No entanto, foi preciso perseverar na fase de adaptação: “Adotamos minha filha quando ela tinha acabado de completar três anos e vivia no abrigo há um ano e meio. Quanto trouxemos ela para casa tudo era novo para ela que não conseguia nos chamar de pai e mãe. Nos chamava de tio e tia e parecia não gostar de ficar conosco. Os primeiros meses foram muito tristes, mas não desistimos”. 

Férias: família completa

A assistente administrativa disse que com muito amor e paciência, foram quebrando as resistências: “Eu chorava e pensava: Deus, será que ela nunca vai gostar da gente? O tempo foi passando e um dia eu ouvi ela me chamar de mãe pela primeira vez. Levei um choque, um choque de felicidade e vi que tinha dado tudo certo com toda a nossa dedicação”.

Alessandra destacou que a verdade é essencial: “Sempre falei pra ela: filha você não nasceu da minha barriga, você nasceu do coração. Eu e seu pai oramos muito para ter um bebê e Deus enviou você para nós”. No entanto, o casal precisou redobrar os cuidados e atenção quando, naturalmente, Alessandra engravidou.

Assistente Social
Ana Paula

“Lógico que tomei alguns cuidados, sempre priorizando atenção a ela. Quando fui comprar alguns móveis para o quarto delas sempre comprava algo novo pra ela e dizia ‘novo pra você porque você veio primeiro, né filha?”, comentou. No fim, Mariana recebeu a irmãzinha Juliana com muito amor e o fantasma da rejeição desapareceu, segundo a mãe.

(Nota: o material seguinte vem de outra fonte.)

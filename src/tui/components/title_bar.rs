// Title bar component
//
// Renders the guide title and subtitle at the top of the screen.

use crate::guide::content::{APP_SUBTITLE, APP_TITLE};
use crate::tui::app::App;
use crate::tui::layout::Breakpoint;
use ratatui::{
    layout::Rect,
    style::{Modifier, Style},
    text::{Line, Span},
    widgets::{Block, Borders, Paragraph},
    Frame,
};

pub fn render(f: &mut Frame, area: Rect, app: &App) {
    let mut spans = vec![
        Span::raw(" ✨ "),
        Span::styled(
            APP_TITLE,
            Style::default()
                .fg(app.theme.title)
                .add_modifier(Modifier::BOLD),
        ),
    ];
    if Breakpoint::from_width(area.width).at_least(Breakpoint::Normal) {
        spans.push(Span::styled(
            format!("  {}", APP_SUBTITLE),
            Style::default().fg(app.theme.muted),
        ));
    }

    let title = Paragraph::new(Line::from(spans)).block(
        Block::default()
            .borders(Borders::ALL)
            .border_type(app.theme.border_type)
            .border_style(Style::default().fg(app.theme.title)),
    );

    f.render_widget(title, area);
}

Depois de passar pelo processo de habilitação para a adoção e encontrar, finalmente, a tão sonhada filha, Alessandra só tem a agradecer pela Mariana em sua vida: “É gratificante. Ela se tornou uma mulher linda, responsável, carinhosa. Enfim, só me dá orgulho. Sou super a favor da adoção e posso dizer, com propriedade, que foi uma das experiências mais incríveis que vivi”.

Para saber mais sobre o processo de adoção, leia a primeira parte da reportagem publicada nesta coluna no Jornal da Manhã e no blog, clicando AQUI

Acesse AQUI a cartilha do Tribunal de Justiça.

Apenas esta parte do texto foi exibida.